▶ **Assignment**:
Copy the entries exactly, through the "let mut outer = Sha1State::new();" line.

|---|

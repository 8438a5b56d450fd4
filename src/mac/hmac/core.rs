//! HMAC-SHA1 tag computation.

use super::key::{derive_pads, normalize_key};
use crate::hash::sha1::Sha1State;
use crate::primitives::U160;

/// A 160-bit HMAC-SHA1 authentication tag.
///
/// Bit-for-bit the same shape as a SHA-1 digest. The alias only marks that
/// the value was produced under a secret key.
pub type Tag = U160;

/// Computes the HMAC-SHA1 tag of `message` under `key`.
///
/// # Parameters
///
/// - `key`: Secret key of any length, including empty
/// - `message`: Message of any length, including empty
///
/// Both accept anything viewable as bytes (`&[u8]`, `Vec<u8>`, `&str`,
/// `String`, byte arrays).
///
/// # Algorithm
///
/// 1. Normalize the key to 64 bytes
/// 2. Derive `inner = key ⊕ 0x36…` and `outer = key ⊕ 0x5c…`
/// 3. `d = SHA1(inner ‖ message)`
/// 4. `tag = SHA1(outer ‖ d)`
///
/// The concatenations are fed to the digest state as consecutive updates,
/// so the message is never copied.
pub fn hmac_sha1<K, M>(key: K, message: M) -> Tag
where
    K: AsRef<[u8]>,
    M: AsRef<[u8]>,
{
    let key = normalize_key(key.as_ref());
    let (inner_pad, outer_pad) = derive_pads(&key);

    let mut inner = Sha1State::new();
    inner.update(inner_pad.as_bytes());
    inner.update(message.as_ref());
    let inner_digest = inner.finalize();

    let mut outer = Sha1State::new();
    outer.update(outer_pad.as_bytes());
    outer.update(inner_digest.as_ref());
    outer.finalize()
}
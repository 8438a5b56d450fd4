use criterion::{Criterion, criterion_group, criterion_main};
use hmac::{Hmac, Mac};
use sha1::{Digest, Sha1};
use std::hint::black_box;

pub fn bench_sha1_crate(c: &mut Criterion) {
    let data = [0u8; 64];

    c.bench_function("sha1::Sha1 64 bytes", |b| {
        b.iter(|| {
            let mut hasher = Sha1::new();
            hasher.update(black_box(&data));
            let _ = hasher.finalize();
        })
    });

    let data = vec![0u8; 16 * 1024];
    c.bench_function("sha1::Sha1 16 KiB", |b| {
        b.iter(|| {
            let mut hasher = Sha1::new();
            hasher.update(black_box(&data));
            let _ = hasher.finalize();
        })
    });
}

pub fn bench_hmac_crate(c: &mut Criterion) {
    let data = [0u8; 64];

    c.bench_function("hmac::Hmac<Sha1> 64 bytes", |b| {
        b.iter(|| {
            let mut mac = Hmac::<Sha1>::new_from_slice(black_box(b"secret key")).unwrap();
            mac.update(black_box(&data));
            let _ = mac.finalize();
        })
    });
}

criterion_group!(benches, bench_sha1_crate, bench_hmac_crate);
criterion_main!(benches);
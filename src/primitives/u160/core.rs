//! Core definition of the `U160` digest value.

use std::fmt::{Display, Formatter, LowerHex, Result};

/// Fixed-size 160-bit value.
///
/// The value is stored as 20 bytes in **big-endian** order, exactly as a
/// SHA-1 digest is emitted.
#[derive(Copy, Clone, Debug, Default, PartialEq, Eq, PartialOrd, Ord, Hash)]
pub struct U160(pub(crate) [u8; 20]);

impl U160 {
    /// The all-zero value.
    pub const ZERO: Self = Self([0u8; 20]);

    /// The all-ones value (2¹⁶⁰ − 1).
    pub const MAX: Self = Self([255u8; 20]);

    /// Length of the value in bytes.
    pub const LEN: usize = 20;

    /// Returns the value as a byte array, most significant byte first.
    pub const fn to_bytes(self) -> [u8; 20] {
        self.0
    }

    /// Borrows the underlying bytes.
    pub fn as_bytes(&self) -> &[u8; 20] {
        &self.0
    }
}

impl AsRef<[u8]> for U160 {
    fn as_ref(&self) -> &[u8] {
        &self.0
    }
}

impl Display for U160 {
    /// Formats the value as a colon-separated hexadecimal string.
    ///
    /// Each byte is printed as two uppercase hexadecimal characters,
    /// separated by `:` for readability.
    ///
    /// Example:
    /// `DA:39:A3:...`
    fn fmt(&self, f: &mut Formatter<'_>) -> Result {
        for (i, byte) in self.0.iter().enumerate() {
            if i > 0 {
                f.write_str(":")?;
            }

            write!(f, "{:02X}", byte)?;
        }

        Ok(())
    }
}

impl LowerHex for U160 {
    /// Formats the value as contiguous lowercase hexadecimal, the form used
    /// by published SHA-1 and HMAC test vectors.
    fn fmt(&self, f: &mut Formatter<'_>) -> Result {
        for byte in self.0.iter() {
            write!(f, "{:02x}", byte)?;
        }

        Ok(())
    }
}
use super::K160;

/// Choose: selects `c` where `b` is set and `d` elsewhere. Rounds 0–19.
#[inline(always)]
pub fn ch(b: u32, c: u32, d: u32) -> u32 {
    (b & c) | ((!b) & d)
}

/// Parity. Rounds 20–39 and 60–79.
#[inline(always)]
pub fn parity(b: u32, c: u32, d: u32) -> u32 {
    b ^ c ^ d
}

/// Majority. Rounds 40–59.
#[inline(always)]
pub fn maj(b: u32, c: u32, d: u32) -> u32 {
    (b & c) | (b & d) | (c & d)
}

/// Expands the 16 block words into the full 80-word message schedule.
#[cfg(not(feature = "speed"))]
pub fn expand(block: [u32; 16]) -> [u32; 80] {
    let mut w = [0u32; 80];
    w[..16].copy_from_slice(&block);

    for i in 16..80 {
        w[i] = (w[i - 3] ^ w[i - 8] ^ w[i - 14] ^ w[i - 16]).rotate_left(1);
    }

    w
}

#[cfg(not(feature = "speed"))]
pub fn all_rounds(state: &mut [u32; 5], w: [u32; 16]) {
    let w = expand(w);

    let mut a = state[0];
    let mut b = state[1];
    let mut c = state[2];
    let mut d = state[3];
    let mut e = state[4];

    for (i, &wi) in w.iter().enumerate() {
        let (f, k) = match i {
            0..=19 => (ch(b, c, d), K160[0]),
            20..=39 => (parity(b, c, d), K160[1]),
            40..=59 => (maj(b, c, d), K160[2]),
            _ => (parity(b, c, d), K160[3]),
        };

        let t = a
            .rotate_left(5)
            .wrapping_add(f)
            .wrapping_add(e)
            .wrapping_add(k)
            .wrapping_add(wi);

        e = d;
        d = c;
        c = b.rotate_left(30);
        b = a;
        a = t;
    }

    state[0] = state[0].wrapping_add(a);
    state[1] = state[1].wrapping_add(b);
    state[2] = state[2].wrapping_add(c);
    state[3] = state[3].wrapping_add(d);
    state[4] = state[4].wrapping_add(e);
}

#[cfg(feature = "speed")]
pub fn all_rounds(state: &mut [u32; 5], w: &mut [u32; 16]) {
    let mut a = state[0];
    let mut b = state[1];
    let mut c = state[2];
    let mut d = state[3];
    let mut e = state[4];

    // The schedule is kept in a rolling 16-word window: w[i - 16] lives in
    // the slot that w[i] overwrites, and i - 3, i - 8, i - 14 are reached by
    // adding 13, 8 and 2 modulo 16.
    macro_rules! R {
        ($f:ident, $k:expr; $($i:expr),+) => {{
            $(
                if $i >= 16 {
                    let x = w[($i + 13) & 15] ^ w[($i + 8) & 15] ^ w[($i + 2) & 15] ^ w[$i & 15];
                    w[$i & 15] = x.rotate_left(1);
                }

                let t = a
                    .rotate_left(5)
                    .wrapping_add($f(b, c, d))
                    .wrapping_add(e)
                    .wrapping_add($k)
                    .wrapping_add(w[$i & 15]);

                e = d;
                d = c;
                c = b.rotate_left(30);
                b = a;
                a = t;
            )+
        }};
    }

    R!(ch, K160[0]; 0, 1, 2, 3, 4, 5, 6, 7, 8, 9, 10, 11, 12, 13, 14, 15, 16, 17, 18, 19);
    R!(parity, K160[1]; 20, 21, 22, 23, 24, 25, 26, 27, 28, 29, 30, 31, 32, 33, 34, 35, 36, 37, 38, 39);
    R!(maj, K160[2]; 40, 41, 42, 43, 44, 45, 46, 47, 48, 49, 50, 51, 52, 53, 54, 55, 56, 57, 58, 59);
    R!(parity, K160[3]; 60, 61, 62, 63, 64, 65, 66, 67, 68, 69, 70, 71, 72, 73, 74, 75, 76, 77, 78, 79);

    state[0] = state[0].wrapping_add(a);
    state[1] = state[1].wrapping_add(b);
    state[2] = state[2].wrapping_add(c);
    state[3] = state[3].wrapping_add(d);
    state[4] = state[4].wrapping_add(e);
}
//! HMAC-SHA1 (RFC 2104).
//!
//! HMAC turns SHA-1 into a keyed authenticator by hashing twice:
//!
//! ```text
//! HMAC(K, m) = H((K' ⊕ opad) ‖ H((K' ⊕ ipad) ‖ m))
//! ```
//!
//! where `K'` is the key normalized to one block (64 bytes): hashed down
//! when it is longer than a block, then zero-padded on the right.
//!
//! The implementation is split into two layers:
//!
//! - `key`: key normalization and pad derivation, as free functions over
//!   fixed-size buffers that wipe themselves on drop
//! - `core`: the two-pass composition producing the tag
//!
//! This module only *produces* tags. Comparing a received tag against a
//! computed one must be done in constant time by the caller.

pub mod core;
pub mod key;

pub use key::{HmacKey, IPAD, OPAD, Pad, derive_pads, normalize_key};
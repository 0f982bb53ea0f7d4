pub mod api;
pub mod config;
pub mod engine;
pub mod error;
pub mod fleet;
pub mod geo;
pub mod models;
pub mod notify;
pub mod observability;
pub mod state;
pub mod store;
pub mod users;
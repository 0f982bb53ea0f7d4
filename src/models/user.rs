use serde::{Deserialize, Serialize};
use uuid::Uuid;

#[derive(Debug, Clone, Copy, Serialize, Deserialize, PartialEq, Eq)]
#[serde(rename_all = "lowercase")]
pub enum UserRole {
    Patient,
    Driver,
}

#[derive(Debug, Clone, Serialize, Deserialize, PartialEq)]
#[serde(rename_all = "camelCase")]
pub struct EmergencyContact {
    pub id: Uuid,
    pub name: String,
    pub phone: String,
    pub relation: String,
}

#[derive(Debug, Clone, Serialize, Deserialize, PartialEq)]
#[serde(rename_all = "camelCase")]
pub struct User {
    pub id: Uuid,
    pub name: String,
    pub email: String,
    pub phone: String,
    pub role: UserRole,
    #[serde(default, skip_serializing_if = "Option::is_none")]
    pub blood_group: Option<String>,
    #[serde(default)]
    pub emergency_contacts: Vec<EmergencyContact>,
    #[serde(default, skip_serializing_if = "Option::is_none")]
    pub vehicle_number: Option<String>,
    #[serde(default, skip_serializing_if = "Option::is_none")]
    pub license_number: Option<String>,
}
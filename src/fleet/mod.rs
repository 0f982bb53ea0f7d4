use async_trait::async_trait;
use dashmap::DashMap;

use crate::error::AppError;
use crate::geo::within_radius;
use crate::models::fleet::{Ambulance, Hospital};
use crate::models::location::GeoPoint;

/// Boundary to an external place lookup service.
#[async_trait]
pub trait PlaceSource: Send + Sync {
    async fn search_nearby(&self, point: GeoPoint, radius_m: f64) -> Result<Vec<Hospital>, AppError>;
}

/// Reference ambulances and hospitals used for matching. Entries are replaced
/// wholesale; matching only ever reads snapshots.
#[derive(Default)]
pub struct FleetRegistry {
    ambulances: DashMap<String, Ambulance>,
    hospitals: DashMap<String, Hospital>,
}

impl FleetRegistry {
    pub fn new() -> Self {
        Self::default()
    }

    pub fn upsert_ambulance(&self, ambulance: Ambulance) {
        self.ambulances.insert(ambulance.id.clone(), ambulance);
    }

    pub fn upsert_hospital(&self, hospital: Hospital) {
        self.hospitals.insert(hospital.id.clone(), hospital);
    }

    pub fn set_ambulance_availability(&self, id: &str, available: bool) -> Result<Ambulance, AppError> {
        let mut ambulance = self
            .ambulances
            .get_mut(id)
            .ok_or_else(|| AppError::NotFound(format!("ambulance {id} not found")))?;
        ambulance.available = available;
        Ok(ambulance.clone())
    }

    pub fn hospital(&self, id: &str) -> Option<Hospital> {
        self.hospitals.get(id).map(|entry| entry.value().clone())
    }

    /// Snapshot ordered by id, so distance ties rank deterministically.
    pub fn ambulances(&self) -> Vec<Ambulance> {
        let mut all: Vec<Ambulance> = self
            .ambulances
            .iter()
            .map(|entry| entry.value().clone())
            .collect();
        all.sort_by(|a, b| a.id.cmp(&b.id));
        all
    }

    pub fn hospitals(&self) -> Vec<Hospital> {
        let mut all: Vec<Hospital> = self
            .hospitals
            .iter()
            .map(|entry| entry.value().clone())
            .collect();
        all.sort_by(|a, b| a.id.cmp(&b.id));
        all
    }

    pub fn counts(&self) -> (usize, usize) {
        (self.ambulances.len(), self.hospitals.len())
    }
}

#[async_trait]
impl PlaceSource for FleetRegistry {
    async fn search_nearby(&self, point: GeoPoint, radius_m: f64) -> Result<Vec<Hospital>, AppError> {
        Ok(within_radius(&point, &self.hospitals(), radius_m / 1_000.0)
            .into_iter()
            .map(|ranked| ranked.item)
            .collect())
    }
}
use serde::{Deserialize, Serialize};

#[derive(Debug, Clone, Copy, Serialize, Deserialize, PartialEq)]
pub struct GeoPoint {
    #[serde(alias = "latitude")]
    pub lat: f64,
    #[serde(alias = "longitude")]
    pub lng: f64,
}

impl GeoPoint {
    pub fn new(lat: f64, lng: f64) -> Self {
        Self { lat, lng }
    }

    /// False for NaN or out-of-range coordinates.
    pub fn is_valid(&self) -> bool {
        (-90.0..=90.0).contains(&self.lat) && (-180.0..=180.0).contains(&self.lng)
    }
}

/// A coordinate pair with the human-readable address shown to both sides.
#[derive(Debug, Clone, Serialize, Deserialize, PartialEq)]
pub struct Location {
    #[serde(alias = "latitude")]
    pub lat: f64,
    #[serde(alias = "longitude")]
    pub lng: f64,
    pub address: String,
}

impl Location {
    pub fn point(&self) -> GeoPoint {
        GeoPoint::new(self.lat, self.lng)
    }
}

#[cfg(test)]
mod tests {
    use super::{GeoPoint, Location};

    #[test]
    fn rejects_out_of_range_and_nan() {
        assert!(GeoPoint::new(37.7, -122.4).is_valid());
        assert!(GeoPoint::new(-90.0, 180.0).is_valid());
        assert!(!GeoPoint::new(90.1, 0.0).is_valid());
        assert!(!GeoPoint::new(0.0, -180.5).is_valid());
        assert!(!GeoPoint::new(f64::NAN, 0.0).is_valid());
    }

    #[test]
    fn accepts_long_coordinate_names() {
        let location: Location = serde_json::from_str(
            r#"{"latitude": 37.78825, "longitude": -122.4324, "address": "Current Location"}"#,
        )
        .unwrap();

        assert_eq!(location.point(), GeoPoint::new(37.78825, -122.4324));
    }
}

|---|

▶ **Response box**:
repository 8438a5b56d450fd4
filename src/mac/hmac/core.rs
//! HMAC-SHA1 tag computation.

use super::key::{derive_pads, normalize_key};
use crate::hash::sha1::Sha1State;
use crate::primitives::U160;

/// A 160-bit HMAC-SHA1 authentication tag.
///
/// Bit-for-bit the same shape as a SHA-1 digest. The alias only marks that
/// the value was produced under a secret key.
pub type Tag = U160;

/// Computes the HMAC-SHA1 tag of `message` under `key`.
///
/// # Parameters
///
/// - `key`: Secret key of any length, including empty
/// - `message`: Message of any length, including empty
///
/// Both accept anything viewable as bytes (`&[u8]`, `Vec<u8>`, `&str`,
/// `String`, byte arrays).
///
/// # Algorithm
///
/// 1. Normalize the key to 64 bytes
/// 2. Derive `inner = key ⊕ 0x36…` and `outer = key ⊕ 0x5c…`
/// 3. `d = SHA1(inner ‖ message)`
/// 4. `tag = SHA1(outer ‖ d)`
///
/// The concatenations are fed to the digest state as consecutive updates,
/// so the message is never copied.
pub fn hmac_sha1<K, M>(key: K, message: M) -> Tag
where
    K: AsRef<[u8]>,
    M: AsRef<[u8]>,
{
    let key = normalize_key(key.as_ref());
    let (inner_pad, outer_pad) = derive_pads(&key);

    let mut inner = Sha1State::new();
    inner.update(inner_pad.as_bytes());
    inner.update(message.as_ref());
    let inner_digest = inner.finalize();

    let mut outer = Sha1State::new();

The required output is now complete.